- Opening Delimiter -
//! Client property maps and the handful of kafka client property names the registry reasons about.

use itertools::Itertools;
use serde::{Deserialize, Serialize};
use std::collections::BTreeMap;
use std::fmt;

/// A resolved set of kafka client properties.
/// Ordered so that logged configuration is stable between runs.
pub type PropertyMap = BTreeMap<String, String>;

pub const BOOTSTRAP_SERVERS: &str = "bootstrap.servers";
pub const SECURITY_PROTOCOL: &str = "security.protocol";
pub const SASL_MECHANISM: &str = "sasl.mechanism";
pub const SASL_JAAS_CONFIG: &str = "sasl.jaas.config";
pub const SASL_LOGIN_CALLBACK_HANDLER_CLASS: &str = "sasl.login.callback.handler.class";
pub const SASL_LOGIN_REFRESH_BUFFER_SECONDS: &str = "sasl.login.refresh.buffer.seconds";
pub const SSL_TRUSTSTORE_TYPE: &str = "ssl.truststore.type";
pub const SSL_TRUSTSTORE_CERTIFICATES: &str = "ssl.truststore.certificates";
pub const SSL_TRUSTSTORE_LOCATION: &str = "ssl.truststore.location";
pub const SSL_ENDPOINT_IDENTIFICATION_ALGORITHM: &str = "ssl.endpoint.identification.algorithm";
pub const GROUP_ID: &str = "group.id";

const COMMON_PROPERTIES: &[&str] = &[
    BOOTSTRAP_SERVERS,
    "client.id",
    "client.dns.lookup",
    "connections.max.idle.ms",
    "default.api.timeout.ms",
    "metadata.max.age.ms",
    "reconnect.backoff.ms",
    "reconnect.backoff.max.ms",
    "request.timeout.ms",
    "retry.backoff.ms",
    SECURITY_PROTOCOL,
    SASL_MECHANISM,
    SASL_JAAS_CONFIG,
    SASL_LOGIN_CALLBACK_HANDLER_CLASS,
    SASL_LOGIN_REFRESH_BUFFER_SECONDS,
    "sasl.oauthbearer.token.endpoint.url",
    SSL_TRUSTSTORE_TYPE,
    SSL_TRUSTSTORE_CERTIFICATES,
    SSL_TRUSTSTORE_LOCATION,
    "ssl.truststore.password",
    "ssl.keystore.type",
    "ssl.keystore.location",
    "ssl.keystore.password",
    "ssl.key.password",
    SSL_ENDPOINT_IDENTIFICATION_ALGORITHM,
];

const CONSUMER_PROPERTIES: &[&str] = &[
    "allow.auto.create.topics",
    "auto.offset.reset",
    "enable.auto.commit",
    "fetch.max.bytes",
    "fetch.max.wait.ms",
    "fetch.min.bytes",
    "isolation.level",
    "key.deserializer",
    "max.partition.fetch.bytes",
    "max.poll.records",
    "session.timeout.ms",
    "value.deserializer",
];

const PRODUCER_PROPERTIES: &[&str] = &[
    "acks",
    "batch.size",
    "compression.type",
    "delivery.timeout.ms",
    "enable.idempotence",
    "key.serializer",
    "linger.ms",
    "max.block.ms",
    "max.request.size",
    "retries",
    "value.serializer",
];

/// The three kinds of client built for a cluster.
#[derive(Clone, Copy, Debug, PartialEq, Eq, Hash, PartialOrd, Ord, Serialize, Deserialize)]
#[serde(rename_all = "snake_case")]
pub enum ClientKind {
    Admin,
    Consumer,
    Producer,
}

impl ClientKind {
    pub const ALL: [ClientKind; 3] = [ClientKind::Admin, ClientKind::Consumer, ClientKind::Producer];

    pub fn as_str(&self) -> &'static str {
        match self {
            ClientKind::Admin => "admin",
            ClientKind::Consumer => "consumer",
            ClientKind::Producer => "producer",
        }
    }

    /// Property names that are looked up in the environment wide defaults for this kind of client.
    pub fn known_properties(&self) -> impl Iterator<Item = &'static str> {
        let specific: &'static [&'static str] = match self {
            ClientKind::Admin => &[],
            ClientKind::Consumer => CONSUMER_PROPERTIES,
            ClientKind::Producer => PRODUCER_PROPERTIES,
        };
        COMMON_PROPERTIES.iter().chain(specific).copied()
    }

    /// Returns false for properties this application must never hand to this kind of client.
    pub fn accepts(&self, name: &str) -> bool {
        // The console only ever reads as an anonymous consumer
        !(*self == ClientKind::Consumer && name == GROUP_ID)
    }
}

impl fmt::Display for ClientKind {
    fn fmt(&self, f: &mut fmt::Formatter<'_>) -> fmt::Result {
        f.write_str(self.as_str())
    }
}

/// Final property maps for every client kind of a single cluster.
#[derive(Clone, Debug, Default, PartialEq)]
pub struct ClientProperties {
    admin: PropertyMap,
    consumer: PropertyMap,
    producer: PropertyMap,
}

impl ClientProperties {
    pub fn from_fn(mut f: impl FnMut(ClientKind) -> PropertyMap) -> Self {
        ClientProperties {
            admin: f(ClientKind::Admin),
            consumer: f(ClientKind::Consumer),
            producer: f(ClientKind::Producer),
        }
    }

    pub fn try_from_fn<E>(
        mut f: impl FnMut(ClientKind) -> Result<PropertyMap, E>,
    ) -> Result<Self, E> {
        Ok(ClientProperties {
            admin: f(ClientKind::Admin)?,
            consumer: f(ClientKind::Consumer)?,
            producer: f(ClientKind::Producer)?,
        })
    }

    pub fn get(&self, kind: ClientKind) -> &PropertyMap {
        match kind {
            ClientKind::Admin => &self.admin,
            ClientKind::Consumer => &self.consumer,
            ClientKind::Producer => &self.producer,
        }
    }

    pub fn iter(&self) -> impl Iterator<Item = (ClientKind, &PropertyMap)> {
        ClientKind::ALL.into_iter().map(|kind| (kind, self.get(kind)))
    }
}

pub fn sasl_mechanism(properties: &PropertyMap) -> Option<&str> {
    properties.get(SASL_MECHANISM).map(String::as_str)
}

/// A SASL mechanism is configured but no login module credential is available,
/// the caller has to supply one with every request.
pub fn requires_authentication(properties: &PropertyMap) -> bool {
    properties.contains_key(SASL_MECHANISM) && !properties.contains_key(SASL_JAAS_CONFIG)
}

/// The security protocol is `SSL` or `SASL_SSL`.
pub fn tls_enabled(properties: &PropertyMap) -> bool {
    properties
        .get(SECURITY_PROTOCOL)
        .map(|protocol| protocol.ends_with("SSL"))
        .unwrap_or(false)
}

/// The connection is secured with TLS but no trust material has been supplied.
pub fn truststore_required(properties: &PropertyMap) -> bool {
    tls_enabled(properties)
        && !properties.contains_key(SSL_TRUSTSTORE_CERTIFICATES)
        && !properties.contains_key(SSL_TRUSTSTORE_LOCATION)
}

/// Properties that must be present before any client can be built from the map.
pub fn missing_required(properties: &PropertyMap) -> Vec<&'static str> {
    let mut missing = vec![];

    if !properties.contains_key(BOOTSTRAP_SERVERS) {
        missing.push(BOOTSTRAP_SERVERS);
    }

    if properties.contains_key(SASL_JAAS_CONFIG) && !properties.contains_key(SASL_MECHANISM) {
        missing.push(SASL_MECHANISM);
    }

    missing
}

/// Renders the map for trace logging with any quoted secrets in the login module configuration masked.
pub fn masked(properties: &PropertyMap) -> String {
    properties
        .iter()
        .map(|(name, value)| {
            if name == SASL_JAAS_CONFIG {
                format!("\t{name} = {}", mask_quoted(value))
            } else {
                format!("\t{name} = {value}")
            }
        })
        .join("\n")
}

fn mask_quoted(value: &str) -> String {
    let mut result = String::with_capacity(value.len());
    let mut parts = value.split('"');
    if let Some(first) = parts.next() {
        result.push_str(first);
    }
    let rest: Vec<&str> = parts.collect();
    // an unterminated quote is left as is
    let complete = rest.len() - rest.len() % 2;
    for pair in rest[..complete].chunks(2) {
        result.push_str("\"******\"");
        result.push_str(pair[1]);
    }
    if let Some(unterminated) = rest.get(complete) {
        result.push('"');
        result.push_str(unterminated);
    }
    result
}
- Closing Delimiter -
▸ WHAT TO PRODUCE
Each record shown above must be printed once more, exactly.

▸ TASK ANSWER
//! Client property maps and the handful of kafka client property names the registry reasons about.

use itertools::Itertools;
use serde::{Deserialize, Serialize};
use std::collections::BTreeMap;
use std::fmt;

/// A resolved set of kafka client properties.
/// Ordered so that logged configuration is stable between runs.
pub type PropertyMap = BTreeMap<String, String>;

pub const BOOTSTRAP_SERVERS: &str = "bootstrap.servers";
pub const SECURITY_PROTOCOL: &str = "security.protocol";
pub const SASL_MECHANISM: &str = "sasl.mechanism";
pub const SASL_JAAS_CONFIG: &str = "sasl.jaas.config";
pub const SASL_LOGIN_CALLBACK_HANDLER_CLASS: &str = "sasl.login.callback.handler.class";
pub const SASL_LOGIN_REFRESH_BUFFER_SECONDS: &str = "sasl.login.refresh.buffer.seconds";
pub const SSL_TRUSTSTORE_TYPE: &str = "ssl.truststore.type";
pub const SSL_TRUSTSTORE_CERTIFICATES: &str = "ssl.truststore.certificates";
pub const SSL_TRUSTSTORE_LOCATION: &str = "ssl.truststore.location";
pub const SSL_ENDPOINT_IDENTIFICATION_ALGORITHM: &str = "ssl.endpoint.identification.algorithm";
pub const GROUP_ID: &str = "group.id";

const COMMON_PROPERTIES: &[&str] = &[
    BOOTSTRAP_SERVERS,
    "client.id",
    "client.dns.lookup",
    "connections.max.idle.ms",
    "default.api.timeout.ms",
    "metadata.max.age.ms",
    "reconnect.backoff.ms",
    "reconnect.backoff.max.ms",
    "request.timeout.ms",
    "retry.backoff.ms",
    SECURITY_PROTOCOL,
    SASL_MECHANISM,
    SASL_JAAS_CONFIG,
    SASL_LOGIN_CALLBACK_HANDLER_CLASS,
    SASL_LOGIN_REFRESH_BUFFER_SECONDS,
    "sasl.oauthbearer.token.endpoint.url",
    SSL_TRUSTSTORE_TYPE,
    SSL_TRUSTSTORE_CERTIFICATES,
    SSL_TRUSTSTORE_LOCATION,
    "ssl.truststore.password",
    "ssl.keystore.type",
    "ssl.keystore.location",
    "ssl.keystore.password",
    "ssl.key.password",
    SSL_ENDPOINT_IDENTIFICATION_ALGORITHM,
];

const CONSUMER_PROPERTIES: &[&str] = &[
    "allow.auto.create.topics",
    "auto.offset.reset",
    "enable.auto.commit",
    "fetch.max.bytes",
    "fetch.max.wait.ms",
    "fetch.min.bytes",
    "isolation.level",
    "key.deserializer",
    "max.partition.fetch.bytes",
    "max.poll.records",
    "session.timeout.ms",
    "value.deserializer",
];

const PRODUCER_PROPERTIES: &[&str] = &[
    "acks",
    "batch.size",
    "compression.type",
    "delivery.timeout.ms",
    "enable.idempotence",
    "key.serializer",
    "linger.ms",
    "max.block.ms",
    "max.request.size",
    "retries",
    "value.serializer",
];

/// The three kinds of client built for a cluster.
#[derive(Clone, Copy, Debug, PartialEq, Eq, Hash, PartialOrd, Ord, Serialize, Deserialize)]
#[serde(rename_all = "snake_case")]
pub enum ClientKind {
    Admin,
    Consumer,
    Producer,
}

impl ClientKind {
    pub const ALL: [ClientKind; 3] = [ClientKind::Admin, ClientKind::Consumer, ClientKind::Producer];

    pub fn as_str(&self) -> &'static str {
        match self {
            ClientKind::Admin => "admin",
            ClientKind::Consumer => "consumer",
            ClientKind::Producer => "producer",
        }
    }

    /// Property names that are looked up in the environment wide defaults for this kind of client.
    pub fn known_properties(&self) -> impl Iterator<Item = &'static str> {
        let specific: &'static [&'static str] = match self {
            ClientKind::Admin => &[],
            ClientKind::Consumer => CONSUMER_PROPERTIES,
            ClientKind::Producer => PRODUCER_PROPERTIES,
        };
        COMMON_PROPERTIES.iter().chain(specific).copied()
    }

    /// Returns false for properties this application must never hand to this kind of client.
    pub fn accepts(&self, name: &str) -> bool {
        // The console only ever reads as an anonymous consumer
        !(*self == ClientKind::Consumer && name == GROUP_ID)
    }
}

impl fmt::Display for ClientKind {
    fn fmt(&self, f: &mut fmt::Formatter<'_>) -> fmt::Result {
        f.write_str(self.as_str())
    }
}

/// Final property maps for every client kind of a single cluster.
#[derive(Clone, Debug, Default, PartialEq)]
pub struct ClientProperties {
    admin: PropertyMap,
    consumer: PropertyMap,
    producer: PropertyMap,
}

impl ClientProperties {
    pub fn from_fn(mut f: impl FnMut(ClientKind) -> PropertyMap) -> Self {
        ClientProperties {
            admin: f(ClientKind::Admin),
            consumer: f(ClientKind::Consumer),
            producer: f(ClientKind::Producer),
        }
    }

    pub fn try_from_fn<E>(
        mut f: impl FnMut(ClientKind) -> Result<PropertyMap, E>,
    ) -> Result<Self, E> {
        Ok(ClientProperties {
            admin: f(ClientKind::Admin)?,
            consumer: f(ClientKind::Consumer)?,
            producer: f(ClientKind::Producer)?,
        })
    }

    pub fn get(&self, kind: ClientKind) -> &PropertyMap {
        match kind {
            ClientKind::Admin => &self.admin,
            ClientKind::Consumer => &self.consumer,
            ClientKind::Producer => &self.producer,
        }
    }

    pub fn iter(&self) -> impl Iterator<Item = (ClientKind, &PropertyMap)> {
        ClientKind::ALL.into_iter().map(|kind| (kind, self.get(kind)))
    }
}

pub fn sasl_mechanism(properties: &PropertyMap) -> Option<&str> {
    properties.get(SASL_MECHANISM).map(String::as_str)
}

/// A SASL mechanism is configured but no login module credential is available,
/// the caller has to supply one with every request.
pub fn requires_authentication(properties: &PropertyMap) -> bool {
    properties.contains_key(SASL_MECHANISM) && !properties.contains_key(SASL_JAAS_CONFIG)
}

/// The security protocol is `SSL` or `SASL_SSL`.
pub fn tls_enabled(properties: &PropertyMap) -> bool {
    properties
        .get(SECURITY_PROTOCOL)
        .map(|protocol| protocol.ends_with("SSL"))
        .unwrap_or(false)
}

/// The connection is secured with TLS but no trust material has been supplied.
pub fn truststore_required(properties: &PropertyMap) -> bool {
    tls_enabled(properties)
        && !properties.contains_key(SSL_TRUSTSTORE_CERTIFICATES)
        && !properties.contains_key(SSL_TRUSTSTORE_LOCATION)
}

/// Properties that must be present before any client can be built from the map.
pub fn missing_required(properties: &PropertyMap) -> Vec<&'static str> {
    let mut missing = vec![];

    if !properties.contains_key(BOOTSTRAP_SERVERS) {
        missing.push(BOOTSTRAP_SERVERS);
    }

    if properties.contains_key(SASL_JAAS_CONFIG) && !properties.contains_key(SASL_MECHANISM) {
        missing.push(SASL_MECHANISM);
    }

    missing
}

/// Renders the map for trace logging with any quoted secrets in the login module configuration masked.
pub fn masked(properties: &PropertyMap) -> String {
    properties
        .iter()
        .map(|(name, value)| {
            if name == SASL_JAAS_CONFIG {
                format!("\t{name} = {}", mask_quoted(value))
            } else {
                format!("\t{name} = {value}")
            }
        })
        .join("\n")
}

fn mask_quoted(value: &str) -> String {
    let mut result = String::with_capacity(value.len());
    let mut parts = value.split('"');
    if let Some(first) = parts.next() {
        result.push_str(first);
    }
    let rest: Vec<&str> = parts.collect();
    // an unterminated quote is left as is
    let complete = rest.len() - rest.len() % 2;
    for pair in rest[..complete].chunks(2) {
        result.push_str("\"******\"");
        result.push_str(pair[1]);
    }
    if let Some(unterminated) = rest.get(complete) {
        result.push('"');
        result.push_str(unterminated);
    }
    result
}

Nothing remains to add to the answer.